Binning (Quantization)

Specifications

Data Type: Continuous numeric data

Description

The problem of working with raw, continuous numeric features is that often the distribution of values in these features will be skewed. This signifies that some values will occur quite frequently while some will be quite rare. Besides this, there is also another problem of the varying range of values in any of these features. For instance view counts of specific music videos could be abnormally large (Despacito we're looking at you!) and some could be really small. Directly using these features can cause a lot of issues and adversely affect the model. Hence there are strategies to deal with this, which include binning and transformations.

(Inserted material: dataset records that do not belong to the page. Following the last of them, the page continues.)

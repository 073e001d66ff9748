//! Peripheral register helpers used by the tests
//!
//! All register traffic goes through [`crate::arch::Mmio`], so the helpers
//! run unchanged against the real frames or a host fake.

pub mod gic;
pub mod pcie;
pub mod watchdog;
//! PCIe checks

use crate::coordinator::PeEnv;
use crate::peripherals::pcie::{
    Capability, ConfigSpace, ACS_CAPABILITY, ECAP_ACS, ECAP_ATS, ECAP_PRI,
};
use crate::peripherals::pcie::PortType;
use crate::test_case::TestCase;

const BASE: u32 = 400;

/// Source Validation, Translation Blocking, P2P Request Redirect, P2P
/// Completion Redirect, Upstream Forwarding.
const ACS_REQUIRED: u32 = 0x1F;

pub const TESTS: &[TestCase] = &[
    TestCase::new(BASE + 1, "Check ECAM Presence                 ", "PCI_IN_01", ecam_present),
    TestCase::new(BASE + 17, "Check RP ACS capabilities           ", "IE_ACS_2", root_port_acs),
    TestCase::new(BASE + 40, "Check RP ATS and PRI absence        ", "IE_SMU_1, IE_SMU_2", root_port_no_ats_pri),
];

fn ecam_present(env: &PeEnv<'_>) {
    if env.tables().pcie().is_empty() {
        log::error!("no ECAM region described");
        env.fail(1);
    } else {
        env.pass(1);
    }
}

/// Root ports that forward peer-to-peer traffic must implement the
/// ACS controls that keep it in check.
fn root_port_acs(env: &PeEnv<'_>) {
    let devices = env.tables().pcie_devices();
    if devices.is_empty() {
        env.skip(3);
        return;
    }
    if !env.tables().pcie().p2p_supported() {
        log::debug!("peer-to-peer not supported, nothing to check");
        env.skip(1);
        return;
    }

    let config = ConfigSpace::new(env.hw(), env.tables().pcie());
    let mut checked = 0u32;
    for rp in devices.of_type(PortType::RootPort) {
        checked += 1;
        let acs = match config.find_capability(rp.bdf, Capability::Extended(ECAP_ACS)) {
            Ok(Some(offset)) => offset,
            Ok(None) => {
                log::error!("{}: ACS capability missing", rp.bdf);
                env.fail(1);
                return;
            }
            Err(err) => {
                log::error!("{}: {}", rp.bdf, err);
                env.fail(2);
                return;
            }
        };
        let caps = match config.read32(rp.bdf, acs + ACS_CAPABILITY) {
            Ok(value) => value,
            Err(err) => {
                log::error!("{}: {}", rp.bdf, err);
                env.fail(2);
                return;
            }
        };
        if caps & ACS_REQUIRED != ACS_REQUIRED {
            log::error!("{}: ACS capability {:#x} incomplete", rp.bdf, caps & 0xFFFF);
            env.fail(3);
            return;
        }
    }

    if checked == 0 {
        env.skip(2);
    } else {
        env.pass(1);
    }
}

fn root_port_no_ats_pri(env: &PeEnv<'_>) {
    let config = ConfigSpace::new(env.hw(), env.tables().pcie());
    let mut checked = 0u32;
    let mut failures = 0u32;
    for rp in env.tables().pcie_devices().of_type(PortType::RootPort) {
        checked += 1;
        for cap in [ECAP_ATS, ECAP_PRI] {
            match config.find_capability(rp.bdf, Capability::Extended(cap)) {
                Ok(None) => {}
                Ok(Some(_)) => {
                    log::error!("{}: root port implements capability {:#x}", rp.bdf, cap);
                    failures += 1;
                }
                Err(err) => {
                    log::error!("{}: {}", rp.bdf, err);
                    failures += 1;
                }
            }
        }
    }

    if checked == 0 {
        env.skip(1);
    } else if failures == 0 {
        env.pass(1);
    } else {
        env.fail(failures);
    }
}
//! GIC checks

use crate::coordinator::PeEnv;
use crate::peripherals::gic::GicDistributor;
use crate::test_case::TestCase;

const BASE: u32 = 100;

/// GIC maintenance interrupt, PPI 9.
const GIC_MAINTENANCE_INTID: u32 = 25;

pub const TESTS: &[TestCase] = &[
    TestCase::new(BASE + 1, "Check GIC version                   ", "B_GIC_01", version),
    TestCase::new(BASE + 2, "Check GIC Maintenance Interrupt     ", "B_PPI_01", maintenance_ppi)
        .on_all_pes()
        .above(4),
];

fn version(env: &PeEnv<'_>) {
    let gicd = match GicDistributor::from_table(env.hw(), env.tables().gic()) {
        Ok(gicd) => gicd,
        Err(err) => {
            log::error!("{}", err);
            env.fail(1);
            return;
        }
    };
    let summary = gicd.summary(env.tables().gic());
    log::debug!("GIC: {:?}", summary);
    if summary.version >= 3 {
        env.pass(1);
    } else {
        log::error!("GIC v{} found, v3 or later required", summary.version);
        env.fail(2);
    }
}

fn maintenance_ppi(env: &PeEnv<'_>) {
    let gsiv = env.gmain_gsiv(env.index);
    if gsiv == GIC_MAINTENANCE_INTID {
        env.pass(1);
    } else {
        log::error!("PE {}: maintenance interrupt {} is not PPI 9", env.index, gsiv);
        env.fail(1);
    }
}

Binning, also known as quantization, is used for transforming continuous numeric features into discrete ones (categories). These discrete values or numbers can be thought of as categories or bins into which the raw, continuous numeric values are binned or grouped into. Each bin represents a specific degree of intensity and hence a specific range of continuous numeric values fall into it. Specific strategies of binning data include fixed-width and adaptive binning.

Fixed-Width Binning

Description:

Just like the name indicates, in fixed-width binning, we have specific fixed widths for each of the bins which are usually pre-defined by the user analyzing the data. Each bin has a pre-fixed range of values which should be assigned to that bin on the basis of some domain knowledge, rules or constraints. Binning based on rounding is one of the ways, where you can use the rounding operation which we discussed earlier to bin raw values.

Example:

Age Range	Bin
0 – 15	1
16 – 30	2
31 – 45	3
46 – 60	4
61 – 75	5
75 – 100	6

bin_ranges = [0, 15, 30, 45, 60, 75, 100]
bin_names = [1, 2, 3, 4, 5, 6]

fcc_survey_df['Age_bin_custom_range'] = pd.cut(
    np.array(fcc_survey_df['Age']),
    bins=bin_ranges
)

fcc_survey_df['Age_bin_custom_label'] = pd.cut(
    np.array(fcc_survey_df['Age']),
    bins=bin_ranges,
    labels=bin_names
)

Adaptive Binning

Description:

The drawback in using fixed-width binning is that due to us manually deciding the bin ranges, we can end up with irregular bins which are not uniform based on the number of data points or values which fall in each bin. Some of the bins might be densely populated and some of them might be sparsely populated or even empty! Adaptive binning is a safer strategy in these scenarios where we let the data speak for itself! That's right, we use the data distribution itself to decide our bin ranges.

Quantile based binning is a good strategy to use for adaptive binning. Quantiles are specific values or cut-points which help in partitioning the continuous valued distribution of a specific numeric field into discrete contiguous bins or intervals. Thus, q-Quantiles help in partitioning a numeric attribute into q equal partitions. Popular examples of quantiles include the 2-Quantile known as the median which divides the data distribution into two equal bins, 4-Quantiles known as the quartiles which divide the data into 4 equal bins and 10-Quantiles also known as the deciles which create 10 equal width bins.

Example:

fig, ax = plt.subplots()
fcc_survey_df['Income'].hist(bins=30, color='#A9C5D3', edgecolor='black', grid=False)
ax.set_title('Developer Income Histogram', fontsize=12)
ax.set_xlabel('Developer Income', fontsize=12)
ax.set_ylabel('Frequency', fontsize=12)

The above distribution depicts a right skew in the income with lesser developers earning more money and vice versa.

quantile_list = [0, .25, .5, .75, 1.]
quantiles = fcc_survey_df['Income'].quantile(quantile_list)
quantiles

# Output
# ------
# 0.00     6000.0
# 0.25    20000.0
# 0.50    37000.0
# 0.75    60000.0
# 1.00   200000.0
# Name: Income, dtype: float64